_WORK TO BE COMPLETED_: Line by line, copy the material that follows without leaving anything out.

_RECORDS FOR PROCESSING_:
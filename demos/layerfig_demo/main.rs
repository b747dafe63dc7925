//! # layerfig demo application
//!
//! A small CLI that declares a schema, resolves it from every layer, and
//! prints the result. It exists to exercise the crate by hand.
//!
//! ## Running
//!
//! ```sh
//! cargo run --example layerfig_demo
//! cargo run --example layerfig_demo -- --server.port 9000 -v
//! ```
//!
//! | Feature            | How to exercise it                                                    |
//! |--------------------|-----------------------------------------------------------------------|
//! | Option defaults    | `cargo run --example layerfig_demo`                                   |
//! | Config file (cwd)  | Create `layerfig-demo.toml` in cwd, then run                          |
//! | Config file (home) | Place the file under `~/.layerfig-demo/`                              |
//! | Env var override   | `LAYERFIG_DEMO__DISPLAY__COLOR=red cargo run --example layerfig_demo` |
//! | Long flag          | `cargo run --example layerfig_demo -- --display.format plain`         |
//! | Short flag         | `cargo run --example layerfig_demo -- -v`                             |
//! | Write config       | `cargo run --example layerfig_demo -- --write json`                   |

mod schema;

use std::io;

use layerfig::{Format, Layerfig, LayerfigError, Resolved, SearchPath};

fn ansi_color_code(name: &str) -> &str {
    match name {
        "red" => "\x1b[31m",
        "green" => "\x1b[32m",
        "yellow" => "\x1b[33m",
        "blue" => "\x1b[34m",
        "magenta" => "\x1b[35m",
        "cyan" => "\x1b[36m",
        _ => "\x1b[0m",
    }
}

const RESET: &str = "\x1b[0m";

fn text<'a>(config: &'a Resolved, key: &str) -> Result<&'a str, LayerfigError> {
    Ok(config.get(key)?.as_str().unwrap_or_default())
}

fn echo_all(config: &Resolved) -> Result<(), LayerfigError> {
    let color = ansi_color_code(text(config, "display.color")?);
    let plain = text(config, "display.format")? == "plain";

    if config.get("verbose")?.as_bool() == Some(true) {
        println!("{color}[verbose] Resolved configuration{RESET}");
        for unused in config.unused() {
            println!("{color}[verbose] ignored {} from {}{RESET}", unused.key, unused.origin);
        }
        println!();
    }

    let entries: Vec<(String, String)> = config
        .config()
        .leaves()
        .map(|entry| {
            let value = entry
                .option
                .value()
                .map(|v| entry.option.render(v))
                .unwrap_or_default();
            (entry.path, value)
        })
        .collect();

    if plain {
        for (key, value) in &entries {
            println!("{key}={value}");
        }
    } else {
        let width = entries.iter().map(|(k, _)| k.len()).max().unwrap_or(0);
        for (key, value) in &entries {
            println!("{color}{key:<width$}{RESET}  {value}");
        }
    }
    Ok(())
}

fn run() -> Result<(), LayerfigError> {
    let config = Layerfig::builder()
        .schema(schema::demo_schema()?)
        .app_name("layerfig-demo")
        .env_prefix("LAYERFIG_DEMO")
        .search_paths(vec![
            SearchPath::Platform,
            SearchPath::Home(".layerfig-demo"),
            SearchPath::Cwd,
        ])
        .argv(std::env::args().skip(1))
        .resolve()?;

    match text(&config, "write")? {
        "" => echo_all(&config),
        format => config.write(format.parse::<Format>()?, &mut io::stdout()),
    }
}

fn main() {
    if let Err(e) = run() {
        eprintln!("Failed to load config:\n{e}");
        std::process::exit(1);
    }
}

_ANSWER SPACE_:
filename demos/layerfig_demo/main.rs
repository b747dafe63dc7925
//! # layerfig demo application
//!
//! A small CLI that declares a schema, resolves it from every layer, and
//! prints the result. It exists to exercise the crate by hand.
//!
//! ## Running
//!
//! ```sh
//! cargo run --example layerfig_demo
//! cargo run --example layerfig_demo -- --server.port 9000 -v
//! ```
//!
//! | Feature            | How to exercise it                                                    |
//! |--------------------|-----------------------------------------------------------------------|
//! | Option defaults    | `cargo run --example layerfig_demo`                                   |
//! | Config file (cwd)  | Create `layerfig-demo.toml` in cwd, then run                          |
//! | Config file (home) | Place the file under `~/.layerfig-demo/`                              |
//! | Env var override   | `LAYERFIG_DEMO__DISPLAY__COLOR=red cargo run --example layerfig_demo` |
//! | Long flag          | `cargo run --example layerfig_demo -- --display.format plain`         |
//! | Short flag         | `cargo run --example layerfig_demo -- -v`                             |
//! | Write config       | `cargo run --example layerfig_demo -- --write json`                   |

mod schema;

use std::io;

use layerfig::{Format, Layerfig, LayerfigError, Resolved, SearchPath};

fn ansi_color_code(name: &str) -> &str {
    match name {
        "red" => "\x1b[31m",
        "green" => "\x1b[32m",
        "yellow" => "\x1b[33m",
        "blue" => "\x1b[34m",
        "magenta" => "\x1b[35m",
        "cyan" => "\x1b[36m",
        _ => "\x1b[0m",
    }
}

const RESET: &str = "\x1b[0m";

fn text<'a>(config: &'a Resolved, key: &str) -> Result<&'a str, LayerfigError> {
    Ok(config.get(key)?.as_str().unwrap_or_default())
}

fn echo_all(config: &Resolved) -> Result<(), LayerfigError> {
    let color = ansi_color_code(text(config, "display.color")?);
    let plain = text(config, "display.format")? == "plain";

    if config.get("verbose")?.as_bool() == Some(true) {
        println!("{color}[verbose] Resolved configuration{RESET}");
        for unused in config.unused() {
            println!("{color}[verbose] ignored {} from {}{RESET}", unused.key, unused.origin);
        }
        println!();
    }

    let entries: Vec<(String, String)> = config
        .config()
        .leaves()
        .map(|entry| {
            let value = entry
                .option
                .value()
                .map(|v| entry.option.render(v))
                .unwrap_or_default();
            (entry.path, value)
        })
        .collect();

    if plain {
        for (key, value) in &entries {
            println!("{key}={value}");
        }
    } else {
        let width = entries.iter().map(|(k, _)| k.len()).max().unwrap_or(0);
        for (key, value) in &entries {
            println!("{color}{key:<width$}{RESET}  {value}");
        }
    }
    Ok(())
}

fn run() -> Result<(), LayerfigError> {
    let config = Layerfig::builder()
        .schema(schema::demo_schema()?)
        .app_name("layerfig-demo")
        .env_prefix("LAYERFIG_DEMO")
        .search_paths(vec![
            SearchPath::Platform,
            SearchPath::Home(".layerfig-demo"),
            SearchPath::Cwd,
        ])
        .argv(std::env::args().skip(1))
        .resolve()?;

    match text(&config, "write")? {
        "" => echo_all(&config),
        format => config.write(format.parse::<Format>()?, &mut io::stdout()),
    }
}

fn main() {
    if let Err(e) = run() {
        eprintln!("Failed to load config:\n{e}");
        std::process::exit(1);
    }
}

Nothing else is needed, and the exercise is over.